## [Your task]
The output should be identical to the entries that follow.

::: Stored data

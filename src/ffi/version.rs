//! Library version as seen from C

use std::ffi::c_char;

/// Version triple (C-compatible)
#[repr(C)]
#[derive(Debug, Clone, Copy, PartialEq, Eq)]
pub struct HookringVersion {
    pub major: u32,
    pub minor: u32,
    pub patch: u32,
}

const VERSION_CSTR: &str = concat!(env!("CARGO_PKG_VERSION"), "\0");

/// Full version triple of the linked library
#[no_mangle]
pub extern "C" fn hookring_version() -> HookringVersion {
    HookringVersion {
        major: crate::VERSION_MAJOR,
        minor: crate::VERSION_MINOR,
        patch: crate::VERSION_PATCH,
    }
}

#[no_mangle]
pub extern "C" fn hookring_version_major() -> u32 {
    hookring_version().major
}

#[no_mangle]
pub extern "C" fn hookring_version_minor() -> u32 {
    hookring_version().minor
}

#[no_mangle]
pub extern "C" fn hookring_version_patch() -> u32 {
    hookring_version().patch
}

/// NUL-terminated version string with static lifetime; never free it
#[no_mangle]
pub extern "C" fn hookring_version_string() -> *const c_char {
    VERSION_CSTR.as_ptr() as *const c_char
}
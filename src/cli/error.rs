//! CLI-level errors (wraps domain and config errors)

use thiserror::Error;

use crate::domain::DomainError;

/// CLI errors are the top-level error type.
/// These are what get displayed to the user.
#[derive(Error, Debug)]
pub enum CliError {
    #[error("{0}")]
    Domain(#[from] DomainError),

    #[error("configuration error: {0}")]
    Config(#[from] config::ConfigError),

    #[error("I/O error: {0}")]
    Io(#[from] std::io::Error),

    #[error("invalid arguments: {0}")]
    InvalidArgs(String),

    #[error("{0}")]
    Usage(String),
}

/// Result type for CLI operations.
pub type CliResult<T> = Result<T, CliError>;

impl CliError {
    /// Get the appropriate exit code for this error.
    pub fn exit_code(&self) -> i32 {
        match self {
            CliError::InvalidArgs(_) | CliError::Usage(_) => crate::exitcode::USAGE,
            CliError::Config(_) => crate::exitcode::CONFIG,
            CliError::Io(_) => crate::exitcode::IOERR,
            CliError::Domain(e) => match e {
                DomainError::FileNotFound(_) => crate::exitcode::NOINPUT,
                DomainError::FileReadError(_) => crate::exitcode::IOERR,
                DomainError::InvalidFormat { .. } => crate::exitcode::DATAERR,
                DomainError::TitleNotFound(_) => crate::exitcode::DATAERR,
                DomainError::PathResolution { .. } => crate::exitcode::SOFTWARE,
            },
        }
    }
}
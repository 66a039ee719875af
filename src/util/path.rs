use std::ffi::OsStr;
use std::path::{Path, PathBuf};

use crate::domain::error::DomainError;

pub trait PathExt {
    fn is_record_file(&self) -> bool;
    fn to_canonical(&self) -> Result<PathBuf, DomainError>;
}

impl PathExt for Path {
    fn is_record_file(&self) -> bool {
        matches!(
            self.extension().and_then(OsStr::to_str),
            Some("tsv") | Some("txt")
        )
    }

    fn to_canonical(&self) -> Result<PathBuf, DomainError> {
        self.canonicalize().map_err(|e| DomainError::PathResolution {
            path: self.to_path_buf(),
            reason: e.to_string(),
        })
    }
}

pub fn ensure_file_exists(path: &Path) -> Result<(), DomainError> {
    if !path.exists() {
        Err(DomainError::FileNotFound(path.to_path_buf()))
    } else if !path.is_file() {
        Err(DomainError::InvalidFormat {
            path: path.to_path_buf(),
            reason: "Not a file".to_string(),
        })
    } else {
        Ok(())
    }
}
//! Domain layer: the search tree, movie entities, and the catalog loader
//!
//! This layer is independent of CLI and configuration concerns.

pub mod arena;
pub mod builder;
pub mod entities;
pub mod error;
pub mod library;

pub use arena::{InOrderIter, SearchTree, TreeNode};
pub use builder::{CatalogResult, LibraryBuilder, LoadReport, DEFAULT_DATE_FORMAT};
pub use entities::Movie;
pub use error::DomainError;
pub use library::MovieLibrary;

::::::

## [Solved exercise]
filename src/ffi/version.rs
//! Library version as seen from C

use std::ffi::c_char;

/// Version triple (C-compatible)
#[repr(C)]
#[derive(Debug, Clone, Copy, PartialEq, Eq)]
pub struct HookringVersion {
    pub major: u32,
    pub minor: u32,
    pub patch: u32,
}

const VERSION_CSTR: &str = concat!(env!("CARGO_PKG_VERSION"), "\0");

/// Full version triple of the linked library
#[no_mangle]
pub extern "C" fn hookring_version() -> HookringVersion {
    HookringVersion {
        major: crate::VERSION_MAJOR,
        minor: crate::VERSION_MINOR,
        patch: crate::VERSION_PATCH,
    }
}

#[no_mangle]
pub extern "C" fn hookring_version_major() -> u32 {
    hookring_version().major
}

#[no_mangle]
pub extern "C" fn hookring_version_minor() -> u32 {
    hookring_version().minor
}

#[no_mangle]
pub extern "C" fn hookring_version_patch() -> u32 {
    hookring_version().patch
}

/// NUL-terminated version string with static lifetime; never free it
#[no_mangle]
pub extern "C" fn hookring_version_string() -> *const c_char {
    VERSION_CSTR.as_ptr() as *const c_char
}
filename src/cli/error.rs
//! CLI-level errors (wraps domain and config errors)

use thiserror::Error;

use crate::domain::DomainError;

/// CLI errors are the top-level error type.
/// These are what get displayed to the user.
#[derive(Error, Debug)]
pub enum CliError {
    #[error("{0}")]
    Domain(#[from] DomainError),

    #[error("configuration error: {0}")]
    Config(#[from] config::ConfigError),

    #[error("I/O error: {0}")]
    Io(#[from] std::io::Error),

    #[error("invalid arguments: {0}")]
    InvalidArgs(String),

    #[error("{0}")]
    Usage(String),
}

/// Result type for CLI operations.
pub type CliResult<T> = Result<T, CliError>;

impl CliError {
    /// Get the appropriate exit code for this error.
    pub fn exit_code(&self) -> i32 {
        match self {
            CliError::InvalidArgs(_) | CliError::Usage(_) => crate::exitcode::USAGE,
            CliError::Config(_) => crate::exitcode::CONFIG,
            CliError::Io(_) => crate::exitcode::IOERR,
            CliError::Domain(e) => match e {
                DomainError::FileNotFound(_) => crate::exitcode::NOINPUT,
                DomainError::FileReadError(_) => crate::exitcode::IOERR,
                DomainError::InvalidFormat { .. } => crate::exitcode::DATAERR,
                DomainError::TitleNotFound(_) => crate::exitcode::DATAERR,
                DomainError::PathResolution { .. } => crate::exitcode::SOFTWARE,
            },
        }
    }
}
repository 66a039ee719875af
filename src/util/path.rs
use std::ffi::OsStr;
use std::path::{Path, PathBuf};

use crate::domain::error::DomainError;

pub trait PathExt {
    fn is_record_file(&self) -> bool;
    fn to_canonical(&self) -> Result<PathBuf, DomainError>;
}

impl PathExt for Path {
    fn is_record_file(&self) -> bool {
        matches!(
            self.extension().and_then(OsStr::to_str),
            Some("tsv") | Some("txt")
        )
    }

    fn to_canonical(&self) -> Result<PathBuf, DomainError> {
        self.canonicalize().map_err(|e| DomainError::PathResolution {
            path: self.to_path_buf(),
            reason: e.to_string(),
        })
    }
}

pub fn ensure_file_exists(path: &Path) -> Result<(), DomainError> {
    if !path.exists() {
        Err(DomainError::FileNotFound(path.to_path_buf()))
    } else if !path.is_file() {
        Err(DomainError::InvalidFormat {
            path: path.to_path_buf(),
            reason: "Not a file".to_string(),
        })
    } else {
        Ok(())
    }
}
//! Domain layer: the search tree, movie entities, and the catalog loader
//!
//! This layer is independent of CLI and configuration concerns.

pub mod arena;
pub mod builder;
pub mod entities;
pub mod error;
pub mod library;

pub use arena::{InOrderIter, SearchTree, TreeNode};
pub use builder::{CatalogResult, LibraryBuilder, LoadReport, DEFAULT_DATE_FORMAT};
pub use entities::Movie;
pub use error::DomainError;
pub use library::MovieLibrary;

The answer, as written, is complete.